Wow, I just reread the thread. Now I want to reread the book. I was honestly shocked rereading this next bit, how passionate I was about this book. Apparently, it really moved me. If you can stand my particular conservative slant, you might like this:

Quote:
Tue Jan 23, 2007 4:36 pm Post subject: Reply with quote
[Caution: this is going to get political and philosophical. I can't help it. If I'm going to be honest about how the book affected me, I have to go there.]

Alright, Brinn was correct. This book is one of the best I've read in years. Granted, I don't read much fiction these days. But if I could find more books like this, I'd be reading all the time.

The payoff was enormous. The 1st half is definitely worth the wait. The battles are incredible, gruesome, and believable. But they are just the stage for a story to be told--as they should be. It's how the men comport themselves through this struggle that touched with me. The reasons they were doing this, and chose to keep doing this. It's all about freedom. An unwillingness to let fear of death make you a slave.

That's what it's all about: each of us is going to die. This is the one fact of our future that we can predict with certainty. You know nothing else but that. It's the defining truth of your existence. Or, it should be, if we would face life authentically. Most of the time we are all ignoring it, going through our lives as if the endpoint is retirement, not oblivion. We don't want to face it, and not simply because death is scary, but because we don't want to face the responsibility of our living. What are you doing with your time? What kind of person have you made of this bundle of consciousness and emotion you call a self? Is it something others would call "noble?" Are you worthy of the freedom which each conscious human possesses, or do you give it up in myriad ways each day out of innumerable fears you don't want to face?
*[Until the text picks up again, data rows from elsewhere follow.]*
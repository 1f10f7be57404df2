//! The definition hierarchy and where its roots live.

use std::collections::HashMap;
use std::path::Path;

use serde::{Deserialize, Serialize};
use tracing::debug;

use crate::error::SyncError;

/// One definition record with its ordered children.
#[derive(Debug, Clone, PartialEq, Eq, Serialize, Deserialize)]
pub struct DefinitionItem {
    /// Stable identifier, used in scripts and log messages
    pub id: String,
    pub name: String,
    /// Definition kind (campaign, goal, page event, ...)
    #[serde(default)]
    pub kind: String,
    #[serde(default)]
    pub children: Vec<DefinitionItem>,
}

impl DefinitionItem {
    pub fn new(id: impl Into<String>, name: impl Into<String>) -> Self {
        Self {
            id: id.into(),
            name: name.into(),
            kind: String::new(),
            children: Vec::new(),
        }
    }

    pub fn with_kind(mut self, kind: impl Into<String>) -> Self {
        self.kind = kind.into();
        self
    }

    pub fn with_child(mut self, child: DefinitionItem) -> Self {
        self.children.push(child);
        self
    }

    /// Number of descendants, not counting this item.
    pub fn descendant_count(&self) -> usize {
        self.children
            .iter()
            .map(|c| 1 + c.descendant_count())
            .sum()
    }
}

/// A hierarchy root that is synchronized, with the label used when
/// reporting its result.
#[derive(Debug, Clone, Copy, PartialEq, Eq)]
pub struct DefinitionRoot {
    pub label: &'static str,
    pub path: &'static str,
}

/// The synchronized roots, in the order they are processed.
pub const DEFINITION_ROOTS: [DefinitionRoot; 5] = [
    DefinitionRoot {
        label: "Engagement Plans",
        path: "/marketing/engagement-plans",
    },
    DefinitionRoot {
        label: "Campaign items",
        path: "/marketing/campaigns",
    },
    DefinitionRoot {
        label: "MV items",
        path: "/marketing/test-lab",
    },
    DefinitionRoot {
        label: "PageEvent items",
        path: "/settings/analytics/page-events",
    },
    DefinitionRoot {
        label: "Goal items",
        path: "/marketing/goals",
    },
];

/// Source of definition trees.
pub trait HierarchySource: Send + Sync {
    /// The item at `path`, with its whole subtree, if there is one.
    fn root(&self, path: &str) -> Option<DefinitionItem>;
}

/// Hierarchy loaded from a JSON file mapping root paths to item trees.
///
/// ```json
/// { "/marketing/goals": { "id": "g0", "name": "Goals", "children": [] } }
/// ```
#[derive(Debug, Clone, Default)]
pub struct JsonHierarchy {
    roots: HashMap<String, DefinitionItem>,
}

impl JsonHierarchy {
    pub fn load(path: &Path) -> Result<Self, SyncError> {
        let raw = std::fs::read_to_string(path).map_err(|source| SyncError::Io {
            path: path.to_path_buf(),
            source,
        })?;
        let roots: HashMap<String, DefinitionItem> =
            serde_json::from_str(&raw).map_err(|source| SyncError::Parse {
                path: path.to_path_buf(),
                source,
            })?;
        debug!(path = ?path, roots = roots.len(), "Loaded definition hierarchy");
        Ok(Self { roots })
    }

    pub fn from_roots(roots: impl IntoIterator<Item = (String, DefinitionItem)>) -> Self {
        Self {
            roots: roots.into_iter().collect(),
        }
    }
}

impl HierarchySource for JsonHierarchy {
    fn root(&self, path: &str) -> Option<DefinitionItem> {
        self.roots.get(path).cloned()
    }
}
Personally, I think death is too abstract to fear. I don't really believe we fear nothingness (aside from the pain of getting there). The biggest fear is that our life is our own responsibility. You have put yourself where you are now with your own choices. Whatever you don't like about your life, it was always your responsibility to chose how to react to it. Did you let facts determine you, or did you determine how to react to the facts of your life?

For the Greeks during this time, the Persian king wanted to make them all slaves. And they were promised to be made comfortable slaves. They wouldn't be ruled harshly. They'd be given riches and commerce. They'd be given "honor" as his most worthy subjects. His offer reminds me of the life of an American worker/consumer. We're passified in our daily slavery with electronic gifts and banal entertainment while we're "chained" to our couch by our own indifference and complacency.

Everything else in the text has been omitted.